# The feral pony in the neighborhood



## CinderEve (Oct 26, 2010)

I have my mare in her own pasture on my property. She has a mix of post and rail fences and 6 ft square wire panels all with a single strand of electric wire across the top. The neighbors on each side don't have horses but the neighbors on the far side of them do. Also across the street there is a family with about 20 horses (I'm told up to 40 horses sometimes). 

I went out to feed Cinder this morning and there was a sorrel pony with a ginormous belly (looked like a pregnant mare about to drop) with seriously matted mane and tail. I tried to catch it, my neighbor to my left came out to help me and when it ran back across the street to where the big lot of horses are I realized it was a stud.

Apparently the stud gets loose constantly, and has done for over 3 years. They have never been able to catch it. He jumps the fences to out and feed in the farmers corn and soy fields and then jumps the fence to go back and eat when they feed at dinner time. He looks majorly wormy to me (hugely bloated belly scrawny everywhere else) and I went inspecting along my property to make sure he didn't leave any droppings.

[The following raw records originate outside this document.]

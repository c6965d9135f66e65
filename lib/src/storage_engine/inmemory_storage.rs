use std::collections::{HashMap, HashSet};

use async_trait::async_trait;
use log::{debug, warn};
use tokio::sync::Mutex as TokioMutex;
use uuid::Uuid;

use models::errors::{GraphError, GraphResult};
use models::{ClinicalEvent, ClinicalEventEdge, HealthReport, NewClinicalEventEdge, RelationType};

use crate::storage_engine::{ClinicalStore, Dataset};

type EdgeKey = (Uuid, Uuid, RelationType);

/// Process-local engine. Locks are always taken in the order
/// reports, events, edges.
#[derive(Debug, Default)]
pub struct InMemoryStorage {
    reports: TokioMutex<HashMap<Uuid, HealthReport>>,
    events: TokioMutex<HashMap<Uuid, ClinicalEvent>>,
    edges: TokioMutex<HashMap<EdgeKey, ClinicalEventEdge>>,
}

impl InMemoryStorage {
    pub fn new() -> Self {
        Self::default()
    }

    /// Loads a dataset; reports first so event provenance resolves. Records
    /// that fail validation or collide with an existing id are skipped.
    /// Returns the events and reports actually inserted.
    pub async fn seed(&self, dataset: Dataset) -> (usize, usize) {
        let mut reports = 0;
        for report in dataset.reports {
            let id = report.id;
            match self.insert_report(report).await {
                Ok(()) => reports += 1,
                Err(e) => warn!("Skipping dataset report {}: {}", id, e),
            }
        }
        let mut events = 0;
        for event in dataset.events {
            let id = event.id;
            match self.insert_event(event).await {
                Ok(()) => events += 1,
                Err(e) => warn!("Skipping dataset event {}: {}", id, e),
            }
        }
        (events, reports)
    }

    pub async fn edge_count(&self) -> usize {
        self.edges.lock().await.len()
    }
}

#[async_trait]
impl ClinicalStore for InMemoryStorage {
    fn get_type(&self) -> &'static str {
        "in_memory"
    }

    async fn insert_event(&self, event: ClinicalEvent) -> GraphResult<()> {
        event.validate()?;
        let mut events = self.events.lock().await;
        if events.contains_key(&event.id) {
            return Err(GraphError::AlreadyExists(format!("clinical event {}", event.id)));
        }
        events.insert(event.id, event);
        Ok(())
    }

    async fn events_for_patient(&self, patient_id: Uuid) -> GraphResult<Vec<ClinicalEvent>> {
        let events = self.events.lock().await;
        let mut found: Vec<ClinicalEvent> = events
            .values()
            .filter(|e| e.patient_id == patient_id)
            .cloned()
            .collect();
        found.sort_by_key(|e| (e.event_date.is_none(), e.event_date, e.id));
        Ok(found)
    }

    async fn events_for_report(&self, report_id: Uuid) -> GraphResult<Vec<ClinicalEvent>> {
        let events = self.events.lock().await;
        Ok(events
            .values()
            .filter(|e| e.source_report_id == Some(report_id))
            .cloned()
            .collect())
    }

    async fn insert_report(&self, report: HealthReport) -> GraphResult<()> {
        let mut reports = self.reports.lock().await;
        if reports.contains_key(&report.id) {
            return Err(GraphError::AlreadyExists(format!("health report {}", report.id)));
        }
        reports.insert(report.id, report);
        Ok(())
    }

    async fn get_report(&self, report_id: Uuid) -> GraphResult<Option<HealthReport>> {
        Ok(self.reports.lock().await.get(&report_id).cloned())
    }

    async fn reports_for_patient(&self, patient_id: Uuid) -> GraphResult<Vec<HealthReport>> {
        let reports = self.reports.lock().await;
        let mut found: Vec<HealthReport> = reports
            .values()
            .filter(|r| r.patient_id == patient_id)
            .cloned()
            .collect();
        found.sort_by_key(|r| (r.uploaded_at, r.id));
        Ok(found)
    }

    async fn delete_report(&self, report_id: Uuid) -> GraphResult<usize> {
        let mut reports = self.reports.lock().await;
        let mut events = self.events.lock().await;
        let mut edges = self.edges.lock().await;

        if reports.remove(&report_id).is_none() {
            return Err(GraphError::NotFound(format!("health report {}", report_id)));
        }
        let doomed: HashSet<Uuid> = events
            .values()
            .filter(|e| e.source_report_id == Some(report_id))
            .map(|e| e.id)
            .collect();
        events.retain(|id, _| !doomed.contains(id));
        edges.retain(|(from, to, _), _| !doomed.contains(from) && !doomed.contains(to));
        debug!("Deleted report {} with {} events", report_id, doomed.len());
        Ok(doomed.len())
    }

    async fn insert_edge(&self, edge: NewClinicalEventEdge) -> GraphResult<ClinicalEventEdge> {
        edge.validate()?;
        let events = self.events.lock().await;
        for endpoint in [edge.from_event_id, edge.to_event_id] {
            if !events.contains_key(&endpoint) {
                return Err(GraphError::InvalidData(format!(
                    "edge endpoint {} is not a stored clinical event",
                    endpoint
                )));
            }
        }
        let mut edges = self.edges.lock().await;
        let key = edge.unique_key();
        if edges.contains_key(&key) {
            return Err(GraphError::AlreadyExists(format!(
                "edge {} -[{}]-> {}",
                key.0, key.2, key.1
            )));
        }
        let stored = edge.into_edge(Uuid::new_v4());
        edges.insert(key, stored.clone());
        Ok(stored)
    }

    async fn edges_for_patient(&self, patient_id: Uuid) -> GraphResult<Vec<ClinicalEventEdge>> {
        let edges = self.edges.lock().await;
        let mut found: Vec<ClinicalEventEdge> = edges
            .values()
            .filter(|e| e.patient_id == patient_id)
            .cloned()
            .collect();
        found.sort_by(|a, b| b.confidence.total_cmp(&a.confidence).then(a.id.cmp(&b.id)));
        Ok(found)
    }

    async fn delete_edges_for_events(&self, event_ids: &[Uuid]) -> GraphResult<usize> {
        let ids: HashSet<&Uuid> = event_ids.iter().collect();
        let mut edges = self.edges.lock().await;
        let before = edges.len();
        edges.retain(|(from, to, _), _| !ids.contains(from) && !ids.contains(to));
        Ok(before - edges.len())
    }
}

#[cfg(test)]
mod tests {
    use super::*;
    use chrono::{NaiveDate, Utc};
    use models::EventType;
    use serde_json::json;

    fn date(y: i32, m: u32, d: u32) -> Option<NaiveDate> {
        NaiveDate::from_ymd_opt(y, m, d)
    }

    fn edge_between(patient: Uuid, from: &ClinicalEvent, to: &ClinicalEvent) -> NewClinicalEventEdge {
        NewClinicalEventEdge {
            patient_id: patient,
            from_event_id: from.id,
            to_event_id: to.id,
            relation_type: RelationType::LeadsTo,
            confidence: 0.9,
        }
    }

    #[tokio::test]
    async fn seeding_skips_invalid_records_and_keeps_the_rest() {
        let storage = InMemoryStorage::new();
        let patient = Uuid::new_v4();
        let report = HealthReport::new(patient, json!({}), Utc::now());
        let good = ClinicalEvent::new(patient, EventType::Symptom, "headache", date(2024, 2, 1))
            .with_source_report(report.id);
        let blank = ClinicalEvent::new(patient, EventType::Symptom, "  ", date(2024, 2, 2));
        let overconfident = ClinicalEvent::new(patient, EventType::Diagnosis, "migraine", date(2024, 2, 3))
            .with_confidence(2.0);
        let later = ClinicalEvent::new(patient, EventType::Medication, "sumatriptan", date(2024, 2, 4));
        let dataset = Dataset {
            events: vec![good.clone(), blank, overconfident, later.clone(), good.clone()],
            reports: vec![report.clone(), report.clone()],
        };

        assert_eq!(storage.seed(dataset).await, (2, 1));
        let stored: Vec<Uuid> = storage
            .events_for_patient(patient)
            .await
            .unwrap()
            .iter()
            .map(|e| e.id)
            .collect();
        assert_eq!(stored, vec![good.id, later.id]);
        assert!(storage.get_report(report.id).await.unwrap().is_some());
    }

    #[tokio::test]
    async fn events_come_back_in_date_order_with_undated_last() {
        let storage = InMemoryStorage::new();
        let patient = Uuid::new_v4();
        let late = ClinicalEvent::new(patient, EventType::Diagnosis, "asthma", date(2024, 3, 1));
        let undated = ClinicalEvent::new(patient, EventType::DoctorNote, "note", None);
        let early = ClinicalEvent::new(patient, EventType::Symptom, "wheeze", date(2024, 1, 1));
        let other_patient = ClinicalEvent::new(Uuid::new_v4(), EventType::Symptom, "cough", date(2023, 1, 1));
        for event in [late.clone(), undated.clone(), early.clone(), other_patient] {
            storage.insert_event(event).await.unwrap();
        }

        let events = storage.events_for_patient(patient).await.unwrap();
        let ids: Vec<Uuid> = events.iter().map(|e| e.id).collect();
        assert_eq!(ids, vec![early.id, late.id, undated.id]);
    }

    #[tokio::test]
    async fn duplicate_edge_is_reported_as_unique_violation() {
        let storage = InMemoryStorage::new();
        let patient = Uuid::new_v4();
        let a = ClinicalEvent::new(patient, EventType::Symptom, "chest pain", date(2024, 1, 1));
        let b = ClinicalEvent::new(patient, EventType::Investigation, "ECG", date(2024, 1, 3));
        storage.insert_event(a.clone()).await.unwrap();
        storage.insert_event(b.clone()).await.unwrap();

        storage.insert_edge(edge_between(patient, &a, &b)).await.unwrap();
        let err = storage.insert_edge(edge_between(patient, &a, &b)).await.unwrap_err();
        assert!(err.is_unique_violation());
        assert_eq!(storage.edge_count().await, 1);

        let mut other_relation = edge_between(patient, &a, &b);
        other_relation.relation_type = RelationType::FollowedBy;
        storage.insert_edge(other_relation).await.unwrap();
        assert_eq!(storage.edge_count().await, 2);
    }

    #[tokio::test]
    async fn edge_to_unknown_event_is_rejected() {
        let storage = InMemoryStorage::new();
        let patient = Uuid::new_v4();
        let a = ClinicalEvent::new(patient, EventType::Symptom, "fever", date(2024, 1, 1));
        let ghost = ClinicalEvent::new(patient, EventType::Investigation, "CBC", date(2024, 1, 2));
        storage.insert_event(a.clone()).await.unwrap();

        let err = storage.insert_edge(edge_between(patient, &a, &ghost)).await.unwrap_err();
        assert!(matches!(err, GraphError::InvalidData(_)));
        assert!(!err.is_unique_violation());
    }

    #[tokio::test]
    async fn deleting_a_report_cascades_to_events_and_edges() {
        let storage = InMemoryStorage::new();
        let patient = Uuid::new_v4();
        let report = HealthReport::new(patient, json!({}), Utc::now());
        let report_id = report.id;
        storage.insert_report(report).await.unwrap();

        let from_report = ClinicalEvent::new(patient, EventType::Symptom, "dizziness", date(2024, 2, 1))
            .with_source_report(report_id);
        let kept = ClinicalEvent::new(patient, EventType::Investigation, "BP reading", date(2024, 2, 2));
        storage.insert_event(from_report.clone()).await.unwrap();
        storage.insert_event(kept.clone()).await.unwrap();
        storage.insert_edge(edge_between(patient, &from_report, &kept)).await.unwrap();

        assert_eq!(storage.delete_report(report_id).await.unwrap(), 1);
        assert_eq!(storage.edge_count().await, 0);
        let remaining = storage.events_for_patient(patient).await.unwrap();
        assert_eq!(remaining.len(), 1);
        assert_eq!(remaining[0].id, kept.id);
        assert!(storage.delete_report(report_id).await.is_err());
    }

    #[tokio::test]
    async fn delete_edges_for_events_counts_edges_removed() {
        let storage = InMemoryStorage::new();
        let patient = Uuid::new_v4();
        let a = ClinicalEvent::new(patient, EventType::Symptom, "a", date(2024, 1, 1));
        let b = ClinicalEvent::new(patient, EventType::Investigation, "b", date(2024, 1, 2));
        let c = ClinicalEvent::new(patient, EventType::Diagnosis, "c", date(2024, 1, 3));
        for event in [a.clone(), b.clone(), c.clone()] {
            storage.insert_event(event).await.unwrap();
        }
        storage.insert_edge(edge_between(patient, &a, &b)).await.unwrap();
        storage.insert_edge(edge_between(patient, &b, &c)).await.unwrap();
        storage.insert_edge(edge_between(patient, &a, &c)).await.unwrap();

        assert_eq!(storage.delete_edges_for_events(&[b.id]).await.unwrap(), 2);
        assert_eq!(storage.edge_count().await, 1);
    }
}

Not that it would help anyway I guess.

The owner came over and I explained that the stud had been near my mare. I said he needed to fix his fences, if he needed help I'd definitely pitch in. The pony is a hazard to himself, to other horses and traffic (We have big rigs fly down our road all day). He just laughed at me said that his boy was pretty smart and got out of the way of traffic, he just liked to eat, almost foundered last year on the soy crops around us (he sounded almost proud of this!).

:? Really? You didn't think to fix your fences in all this time? I hadn't planned on keeping my electric fence on full-time but now I'm going to. I'm a little ticked and a little worried about the pony. Did I overreact?


----------



## Speed Racer (Oct 21, 2009)

CinderEve said:


> Did I overreact?


No.

Call AC on his stupid, ignorant butt the next time the fugly little beast gets out.

If that thing jumps your fence and breeds your mare, you'd better be prepared to present him with the vet bill to flush/abort your mare, too.


----------



## CinderEve (Oct 26, 2010)

Oh you better believe I will! I'm not into breeding at all, and if I ever did, I wouldn't cross my mare with what has to be the most inbred looking trollpony I've seen.


----------



## Zimpatico (Nov 5, 2010)

Speed Racer said:


> No.
> 
> Call AC on his stupid, ignorant butt the next time the fugly little beast gets out.


Speed Racer, I've missed your posts!! I do wholeheartedly agree. No way I'd chance something happening to my mare, and the condidition of the pony along with the neglect of his fencing certainly warrants a call if he doesn't prevent this in the future.


----------



## ShutUpJoe (Nov 10, 2009)

That guy sounds like a tried and true idiot to me! I'd have a vet out to check my mare! There's probably only one reason that stud jumped your fence to get to her.


----------



## AlexS (Aug 9, 2010)

Heck I would freak out, so no, you are not over reacting, I think you are under reacting. 
Hope your mare is not pregnant.


----------



## leonalee (Jul 1, 2010)

I'd be ticked, too. I'd also be concerned about the fugly pony impregnating my mare. Definitely call animal control and have documented proof of the mans lack of diligence with controlling his animals, in case something_ does _happen. Good luck!


----------



## A knack for horses (Jun 17, 2010)

Geez, can people get more stupid?

Anyway, I agree with SpeedRacer, the next time he gets out, call animal control. It could be considered neglect and the owner could get fined, or have the pony taken away.


----------



## CinderEve (Oct 26, 2010)

Well thank God he didn't get into my pasture. But I put a call into my vet anyway. 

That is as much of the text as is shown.